Task objective — Give back exactly the lines of the data below, starting with the line that has "pub fn with_outbox(mut" and going on through the line that has "failed for context".

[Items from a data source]
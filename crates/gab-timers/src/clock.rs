//! Wall-clock sources for the timer scheduler.

use std::sync::Mutex;
use std::sync::PoisonError;

use chrono::{DateTime, TimeDelta, Utc};

/// Source of the current time.
pub trait Clock: Send + Sync {
    fn now(&self) -> DateTime<Utc>;
}

/// The real system clock.
#[derive(Debug, Clone, Copy, Default)]
pub struct SystemClock;

impl Clock for SystemClock {
    fn now(&self) -> DateTime<Utc> {
        Utc::now()
    }
}

/// A clock that only moves when told to. Used to simulate time.
#[derive(Debug)]
pub struct ManualClock {
    now: Mutex<DateTime<Utc>>,
}

impl ManualClock {
    pub fn new(start: DateTime<Utc>) -> Self {
        Self {
            now: Mutex::new(start),
        }
    }

    /// A clock reading the unix epoch, i.e. simulated time zero.
    pub fn at_epoch() -> Self {
        Self::new(DateTime::UNIX_EPOCH)
    }

    pub fn set(&self, at: DateTime<Utc>) {
        *self.now.lock().unwrap_or_else(PoisonError::into_inner) = at;
    }

    /// Jump to `secs` seconds after the epoch.
    pub fn set_secs(&self, secs: i64) {
        self.set(DateTime::UNIX_EPOCH + TimeDelta::seconds(secs));
    }

    pub fn advance(&self, by: TimeDelta) {
        *self.now.lock().unwrap_or_else(PoisonError::into_inner) += by;
    }
}

impl Clock for ManualClock {
    fn now(&self) -> DateTime<Utc> {
        *self.now.lock().unwrap_or_else(PoisonError::into_inner)
    }
}

#[cfg(test)]
mod tests {
    use super::*;

    #[test]
    fn test_manual_clock_moves_only_when_told() {
        let clock = ManualClock::at_epoch();
        assert_eq!(clock.now(), DateTime::UNIX_EPOCH);
        clock.advance(TimeDelta::seconds(3));
        assert_eq!(clock.now().timestamp(), 3);
        clock.set_secs(10);
        assert_eq!(clock.now().timestamp(), 10);
    }
}
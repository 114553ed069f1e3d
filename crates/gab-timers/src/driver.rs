//! Async tick loop for hosts that run on tokio.

use std::sync::{Arc, Mutex, PoisonError};
use std::time::Duration;

use tokio::time::MissedTickBehavior;
use tokio_util::sync::CancellationToken;
use tracing::{debug, info};

use crate::scheduler::TimerFramework;

/// Call `process_timers` every `period` until `cancel` fires.
pub async fn drive(timers: Arc<Mutex<TimerFramework>>, period: Duration, cancel: CancellationToken) {
    info!(period_ms = period.as_millis() as u64, "Timer driver started");
    let mut interval = tokio::time::interval(period);
    interval.set_missed_tick_behavior(MissedTickBehavior::Delay);

    loop {
        tokio::select! {
            _ = cancel.cancelled() => break,
            _ = interval.tick() => {
                let report = timers
                    .lock()
                    .unwrap_or_else(PoisonError::into_inner)
                    .process_timers();
                if !report.fired.is_empty() || !report.finished.is_empty() {
                    debug!(fired = ?report.fired, finished = ?report.finished, "Timer tick");
                }
            }
        }
    }
    info!("Timer driver stopped");
}
//! gab-hooks: location registry and per-user resumable hook dispatch.
//!
//! A *location* is a named point in the event pipeline (message received,
//! presence changed, about to send...). Plugins register *hooks* under a
//! location. Each hook keeps one resumable task per context (a user, or one
//! shared global context) that lives across events until it completes.
//!
//! The driver calls [`Locations::evaluate`] once per incoming event. Every
//! hook of that location gets the event, and the call reports whether any of
//! them asked for the event to be consumed.

pub mod catalog;
pub mod registry;
pub mod task;

use gab_types::{ContextKey, Outbox};
use thiserror::Error;

pub use registry::{Dispatch, HookInfo, HookSpec, LocationSpec, Locations, TaskFactory, TaskRef};
pub use task::{FnTask, HookTask, ResumableTask, TaskState, task_fn};

/// What the registry needs from whoever is driving dispatch.
pub trait Driver {
    /// Stable identity of the user the current event belongs to.
    fn active_user(&self) -> &str;

    /// Where hooks can queue replies, if the driver has a transport.
    fn outbox(&self) -> Option<&Outbox> {
        None
    }
}

/// Minimal [`Driver`] carrying a user identity and an optional outbox.
#[derive(Debug, Clone)]
pub struct UserContext {
    pub user: String,
    pub outbox: Option<Outbox>,
}

impl UserContext {
    pub fn new(user: impl Into<String>) -> Self {
        Self {
            user: user.into(),
            outbox: None,
        }
    }

    pub fn with_outbox(mut self, outbox: Outbox) -> Self {
        self.outbox = Some(outbox);
        self
    }
}

impl Driver for UserContext {
    fn active_user(&self) -> &str {
        &self.user
    }

    fn outbox(&self) -> Option<&Outbox> {
        self.outbox.as_ref()
    }
}

/// Misuse of the registry itself.
#[derive(Debug, Error, PartialEq, Eq)]
pub enum RegistryError {
    #[error("unknown location: {0}")]
    UnknownLocation(String),
    #[error("location already registered: {0}")]
    DuplicateLocation(String),
    #[error("location {location} still has {hooks} registered hook(s)")]
    LocationHasHooks { location: String, hooks: usize },
    #[error("hook {location}/{hook} still has {states} live context task(s)")]
    HookHasLiveState {
        location: String,
        hook: String,
        states: usize,
    },
}

/// A hook task failed while being created or driven.
#[derive(Debug, Error)]
#[error("hook {location}/{hook} failed for context {context}: {source}")]
pub struct HookError {
    pub location: String,
    pub hook: String,
    pub context: ContextKey,
    #[source]
    pub source: anyhow::Error,
}
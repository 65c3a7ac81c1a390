pub mod media;
pub mod page;

use crate::config::GrabberConfig;
use crate::error::{GrabError, Result};
use reqwest::StatusCode;
use reqwest::blocking::{Client, Response};
use url::Url;

pub use media::{Download, MediaDownloader, MediaKind};
pub use page::fetch_metadata;

/// Builds the blocking HTTP client shared by the page and media requests
pub fn build_client(config: &GrabberConfig) -> Result<Client> {
    let mut builder = Client::builder().timeout(config.timeout());
    if config.no_proxy {
        builder = builder.no_proxy();
    }
    builder.build().map_err(GrabError::Client)
}

/// Parses a request target, reporting unusable URLs as request errors
pub(crate) fn parse_url(url: &str) -> Result<Url> {
    Url::parse(url).map_err(|source| GrabError::InvalidUrl {
        url: url.to_string(),
        source,
    })
}

/// Rejects any response that is not a plain 200
pub(crate) fn ensure_ok(response: Response) -> Result<Response> {
    let status = response.status();
    if status != StatusCode::OK {
        ::log::debug!("{} answered {}", response.url(), status);
        return Err(GrabError::HttpStatus {
            url: response.url().to_string(),
            status,
        });
    }
    Ok(response)
}
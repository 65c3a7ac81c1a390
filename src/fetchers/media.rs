use crate::error::{GrabError, Result};
use crate::fetchers::{ensure_ok, parse_url};
use crate::progress::{TeeReader, WriteCounter};
use crate::results::PageMetadata;
use crate::utils::random_filename;
use rand::SeedableRng;
use rand::rngs::StdRng;
use reqwest::blocking::Client;
use std::fmt;
use std::fs::File;
use std::io;
use std::path::PathBuf;
use std::time::{SystemTime, UNIX_EPOCH};

/// Kind of media asset picked from the page metadata
#[derive(Debug, Clone, Copy, PartialEq, Eq)]
pub enum MediaKind {
    Video,
    Image,
}

impl MediaKind {
    /// File extension used for the downloaded asset
    pub fn extension(&self) -> &'static str {
        match self {
            MediaKind::Video => "mp4",
            MediaKind::Image => "jpeg",
        }
    }

    /// Picks the asset to download: the video when there is one, else the image
    pub fn select(meta: &PageMetadata) -> (Self, &str) {
        if meta.has_video() {
            (MediaKind::Video, &meta.video)
        } else {
            (MediaKind::Image, &meta.image)
        }
    }
}

/// A completed download
#[derive(Debug, Clone, PartialEq, Eq)]
pub struct Download {
    /// Generated file name
    pub filename: String,
    /// Full path the file was written to
    pub path: PathBuf,
    pub kind: MediaKind,
    /// Bytes written to disk
    pub bytes: u64,
    /// Whether a progress line was left on stdout
    pub progress_shown: bool,
}

impl Download {
    /// Message reported to the user on success
    pub fn message(&self) -> String {
        format!("Success download filename: {}", self.filename)
    }
}

impl fmt::Display for Download {
    fn fmt(&self, f: &mut fmt::Formatter<'_>) -> fmt::Result {
        f.write_str(&self.message())
    }
}

/// Downloads the media asset referenced by page metadata
pub struct MediaDownloader {
    client: Client,
    output_dir: PathBuf,
    report_progress: bool,
    rng: StdRng,
}

impl MediaDownloader {
    /// Create a downloader whose filename generator is seeded from the clock
    pub fn new(client: Client, output_dir: impl Into<PathBuf>) -> Self {
        Self::with_rng(client, output_dir, StdRng::seed_from_u64(clock_seed()))
    }

    /// Create a downloader with an explicit random source
    pub fn with_rng(client: Client, output_dir: impl Into<PathBuf>, rng: StdRng) -> Self {
        Self {
            client,
            output_dir: output_dir.into(),
            report_progress: true,
            rng,
        }
    }

    /// Enable or disable the progress line
    pub fn report_progress(mut self, report: bool) -> Self {
        self.report_progress = report;
        self
    }

    /// Downloads the video (or image) named in `meta` under a random filename
    ///
    /// A failure while streaming leaves the partially written file in place.
    pub fn download(&mut self, meta: &PageMetadata) -> Result<Download> {
        let (kind, target) = MediaKind::select(meta);
        ::log::debug!("Selected {:?} target {:?}", kind, target);

        let url = parse_url(target)?;
        let response = self
            .client
            .get(url)
            .send()
            .map_err(|source| GrabError::Request {
                url: target.to_string(),
                source,
            })?;
        let response = ensure_ok(response)?;

        let filename = random_filename(&mut self.rng, kind.extension());
        let path = self.output_dir.join(&filename);
        let mut file = File::create(&path).map_err(|source| GrabError::FileCreate {
            path: path.clone(),
            source,
        })?;

        let mut counter = WriteCounter::stdout(self.report_progress);
        let bytes = io::copy(&mut TeeReader::new(response, &mut counter), &mut file)
            .map_err(|source| GrabError::Copy {
                path: path.clone(),
                source,
            })?;
        ::log::debug!(
            "Wrote {} bytes to {} ({} counted)",
            bytes,
            path.display(),
            counter.total()
        );

        Ok(Download {
            filename,
            path,
            kind,
            bytes,
            progress_shown: counter.has_drawn(),
        })
    }
}

/// Seed for the filename generator, taken once per downloader
fn clock_seed() -> u64 {
    SystemTime::now()
        .duration_since(UNIX_EPOCH)
        .map(|d| d.as_nanos() as u64)
        .unwrap_or_default()
}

Answer —
    pub fn with_outbox(mut self, outbox: Outbox) -> Self {
        self.outbox = Some(outbox);
        self
    }
}

impl Driver for UserContext {
    fn active_user(&self) -> &str {
        &self.user
    }

    fn outbox(&self) -> Option<&Outbox> {
        self.outbox.as_ref()
    }
}

/// Misuse of the registry itself.
#[derive(Debug, Error, PartialEq, Eq)]
pub enum RegistryError {
    #[error("unknown location: {0}")]
    UnknownLocation(String),
    #[error("location already registered: {0}")]
    DuplicateLocation(String),
    #[error("location {location} still has {hooks} registered hook(s)")]
    LocationHasHooks { location: String, hooks: usize },
    #[error("hook {location}/{hook} still has {states} live context task(s)")]
    HookHasLiveState {
        location: String,
        hook: String,
        states: usize,
    },
}

/// A hook task failed while being created or driven.
#[derive(Debug, Error)]
#[error("hook {location}/{hook} failed for context {context}: {source}")]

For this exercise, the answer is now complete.